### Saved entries

------------------------------------

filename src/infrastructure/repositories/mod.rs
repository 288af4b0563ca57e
// src/infrastructure/repositories/mod.rs
mod error;
mod sqlite_store;

pub use error::map_sqlx;
pub use sqlite_store::{SqliteStoreReadRepository, SqliteStoreWriteRepository};
use crate::domain::store::{Location, Store, TagCount};
use chrono::{DateTime, Utc};
use serde::{Deserialize, Serialize};

#[derive(Debug, Clone, PartialEq, Serialize, Deserialize)]
pub struct LocationDto {
    #[serde(rename = "type")]
    pub kind: String,
    pub coordinates: Vec<f64>,
    pub address: String,
}

impl From<Location> for LocationDto {
    fn from(location: Location) -> Self {
        Self {
            kind: location.kind.as_str().to_owned(),
            coordinates: location.coordinates,
            address: location.address.into_inner(),
        }
    }
}

#[derive(Debug, Clone, PartialEq, Serialize, Deserialize)]
pub struct StoreDto {
    pub id: i64,
    pub name: String,
    pub slug: String,
    #[serde(default, skip_serializing_if = "Option::is_none")]
    pub description: Option<String>,
    pub tags: Vec<String>,
    pub created_at: DateTime<Utc>,
    pub location: LocationDto,
    #[serde(default, skip_serializing_if = "Option::is_none")]
    pub photo: Option<String>,
}

impl From<Store> for StoreDto {
    fn from(store: Store) -> Self {
        Self {
            id: store.id.into(),
            name: store.name.into_inner(),
            slug: store.slug.into_inner(),
            description: store.description.map(|d| d.into_inner()),
            tags: store.tags,
            created_at: store.created_at,
            location: store.location.into(),
            photo: store.photo,
        }
    }
}

#[derive(Debug, Clone, PartialEq, Eq, Serialize, Deserialize)]
pub struct TagCountDto {
    pub tag: String,
    pub count: u64,
}

impl From<TagCount> for TagCountDto {
    fn from(value: TagCount) -> Self {
        Self {
            tag: value.tag,
            count: value.count,
        }
    }
}

/// Tag summary plus the stores behind the selected tag.
#[derive(Debug, Clone, PartialEq, Serialize, Deserialize)]
pub struct TagOverviewDto {
    #[serde(default, skip_serializing_if = "Option::is_none")]
    pub tag: Option<String>,
    pub tags: Vec<TagCountDto>,
    pub stores: Vec<StoreDto>,
}
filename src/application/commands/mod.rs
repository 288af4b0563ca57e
pub mod stores;
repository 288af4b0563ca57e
use super::StoreCommandService;
use crate::{application::error::ApplicationResult, domain::store::StoreId};

pub struct DeleteStoreCommand {
    pub id: i64,
}

impl StoreCommandService {
    pub async fn delete_store(&self, command: DeleteStoreCommand) -> ApplicationResult<()> {
        let id = StoreId::new(command.id)?;
        self.write_repo.delete(id).await?;
        tracing::info!(store_id = %id, "store deleted");
        Ok(())
    }
}
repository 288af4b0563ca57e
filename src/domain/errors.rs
// src/domain/errors.rs
use thiserror::Error;

pub type DomainResult<T> = Result<T, DomainError>;

#[derive(Debug, Error)]
pub enum DomainError {
    #[error("validation error: {0}")]
    Validation(String),
    #[error("conflict: {0}")]
    Conflict(String),
    #[error("not found: {0}")]
    NotFound(String),
    #[error("persistence error: {0}")]
    Persistence(String),
}

impl DomainError {
    pub fn is_conflict(&self) -> bool {
        matches!(self, Self::Conflict(_))
    }
}
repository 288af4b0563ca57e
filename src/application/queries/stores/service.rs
use std::sync::Arc;

use crate::domain::store::StoreReadRepository;

pub struct StoreQueryService {
    pub(super) read_repo: Arc<dyn StoreReadRepository>,
}

impl StoreQueryService {
    pub fn new(read_repo: Arc<dyn StoreReadRepository>) -> Self {
        Self { read_repo }
    }
}
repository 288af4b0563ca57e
pub mod database;
pub mod repositories;
pub mod time;
pub mod util;
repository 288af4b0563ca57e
use crate::domain::errors::DomainError;

const IDX_STORE_SLUG: &str = "stores.slug";

pub fn map_sqlx(err: sqlx::Error) -> DomainError {
    match &err {
        sqlx::Error::Database(db_err) => {
            if db_err.is_unique_violation() {
                // SQLite reports the offending column in the message rather
                // than a constraint name.
                return if db_err.message().contains(IDX_STORE_SLUG) {
                    DomainError::Conflict("slug already exists".into())
                } else {
                    DomainError::Conflict("unique constraint violated".into())
                };
            }

            if db_err.is_check_violation() {
                return DomainError::Validation("check constraint violated".into());
            }

            DomainError::Persistence(db_err.message().to_string())
        }
        sqlx::Error::RowNotFound => DomainError::NotFound("store not found".into()),
        _ => DomainError::Persistence(err.to_string()),
    }
}

pub fn map_json(err: serde_json::Error) -> DomainError {
    DomainError::Persistence(format!("malformed stored json: {err}"))
}
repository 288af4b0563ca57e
use super::StoreQueryService;
use crate::{
    application::{
        dto::StoreDto,
        error::{ApplicationError, ApplicationResult},
    },
    domain::store::StoreSlug,
};

pub struct GetStoreBySlugQuery {
    pub slug: String,
}

impl StoreQueryService {
    pub async fn get_store_by_slug(
        &self,
        query: GetStoreBySlugQuery,
    ) -> ApplicationResult<StoreDto> {
        let slug = StoreSlug::new(query.slug)?;
        let store = self
            .read_repo
            .find_by_slug(&slug)
            .await?
            .ok_or_else(|| ApplicationError::not_found("store not found"))?;

        Ok(store.into())
    }
}
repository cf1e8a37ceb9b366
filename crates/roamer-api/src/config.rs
// API configuration loaded from environment variables.
// Decision: Only DATABASE_URL is required; everything else has a local-development default

use anyhow::{Context, Result};
use roamer_core::{FailurePolicy, FeedConfig, FeedConfigBuilder};

const DEFAULT_BIND_ADDRESS: &str = "0.0.0.0:9000";

/// Complete API configuration
#[derive(Debug, Clone)]
pub struct ApiConfig {
    pub database_url: String,
    pub bind_address: String,
    /// Example: API_PREFIX="/api" results in routes like /api/v1/feed
    pub api_prefix: String,
    pub feed: FeedConfig,
}

impl ApiConfig {
    /// Load configuration from environment variables
    pub fn from_env() -> Result<Self> {
        let database_url =
            std::env::var("DATABASE_URL").context("DATABASE_URL environment variable required")?;

        Ok(Self {
            database_url,
            bind_address: std::env::var("BIND_ADDRESS")
                .unwrap_or_else(|_| DEFAULT_BIND_ADDRESS.to_string()),
            api_prefix: std::env::var("API_PREFIX").unwrap_or_default(),
            feed: feed_config_from_vars(
                std::env::var("FEED_FAILURE_POLICY").ok().as_deref(),
                std::env::var("FEED_DEFAULT_PAGE_SIZE").ok().as_deref(),
                std::env::var("FEED_MAX_PAGE_SIZE").ok().as_deref(),
            ),
        })
    }
}

/// Build the feed configuration from raw variable values; unparsable sizes
/// fall back to the defaults
fn feed_config_from_vars(
    failure_policy: Option<&str>,
    default_page_size: Option<&str>,
    max_page_size: Option<&str>,
) -> FeedConfig {
    let defaults = FeedConfig::default();
    let parse_size = |raw: Option<&str>, fallback: u32| {
        raw.and_then(|s| s.trim().parse::<u32>().ok())
            .filter(|size| *size > 0)
            .unwrap_or(fallback)
    };

    FeedConfigBuilder::new()
        .failure_policy(failure_policy.map(FailurePolicy::from_str).unwrap_or_default())
        .max_page_size(parse_size(max_page_size, defaults.max_page_size))
        .default_page_size(parse_size(default_page_size, defaults.default_page_size))
        .build()
}

#[cfg(test)]
mod tests {
    use super::*;

    #[test]
    fn test_feed_config_defaults() {
        let config = feed_config_from_vars(None, None, None);
        assert_eq!(config.failure_policy, FailurePolicy::FailFast);
        assert_eq!(config.default_page_size, 20);
        assert_eq!(config.max_page_size, 100);
    }

    #[test]
    fn test_feed_config_overrides() {
        let config = feed_config_from_vars(Some("isolate"), Some("10"), Some("50"));
        assert_eq!(config.failure_policy, FailurePolicy::Isolate);
        assert_eq!(config.default_page_size, 10);
        assert_eq!(config.max_page_size, 50);
    }

    #[test]
    fn test_feed_config_ignores_garbage() {
        let config = feed_config_from_vars(Some("loud"), Some("many"), Some("0"));
        assert_eq!(config.failure_policy, FailurePolicy::FailFast);
        assert_eq!(config.default_page_size, 20);
        assert_eq!(config.max_page_size, 100);
    }
}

------------------------------------

### TASK STATEMENT
After locating the line that contains "pub struct TagCountDto", please copy exactly every line from the start of the records through it, and nothing else.

### PROBLEM SOLUTION
filename src/infrastructure/repositories/mod.rs
repository 288af4b0563ca57e
// src/infrastructure/repositories/mod.rs
mod error;
mod sqlite_store;

pub use error::map_sqlx;
pub use sqlite_store::{SqliteStoreReadRepository, SqliteStoreWriteRepository};
use crate::domain::store::{Location, Store, TagCount};
use chrono::{DateTime, Utc};
use serde::{Deserialize, Serialize};

#[derive(Debug, Clone, PartialEq, Serialize, Deserialize)]
pub struct LocationDto {
    #[serde(rename = "type")]
    pub kind: String,
    pub coordinates: Vec<f64>,
    pub address: String,
}

impl From<Location> for LocationDto {
    fn from(location: Location) -> Self {
        Self {
            kind: location.kind.as_str().to_owned(),
            coordinates: location.coordinates,
            address: location.address.into_inner(),
        }
    }
}

#[derive(Debug, Clone, PartialEq, Serialize, Deserialize)]
pub struct StoreDto {
    pub id: i64,
    pub name: String,
    pub slug: String,
    #[serde(default, skip_serializing_if = "Option::is_none")]
    pub description: Option<String>,
    pub tags: Vec<String>,
    pub created_at: DateTime<Utc>,
    pub location: LocationDto,
    #[serde(default, skip_serializing_if = "Option::is_none")]
    pub photo: Option<String>,
}

impl From<Store> for StoreDto {
    fn from(store: Store) -> Self {
        Self {
            id: store.id.into(),
            name: store.name.into_inner(),
            slug: store.slug.into_inner(),
            description: store.description.map(|d| d.into_inner()),
            tags: store.tags,
            created_at: store.created_at,
            location: store.location.into(),
            photo: store.photo,
        }
    }
}

#[derive(Debug, Clone, PartialEq, Eq, Serialize, Deserialize)]
pub struct TagCountDto {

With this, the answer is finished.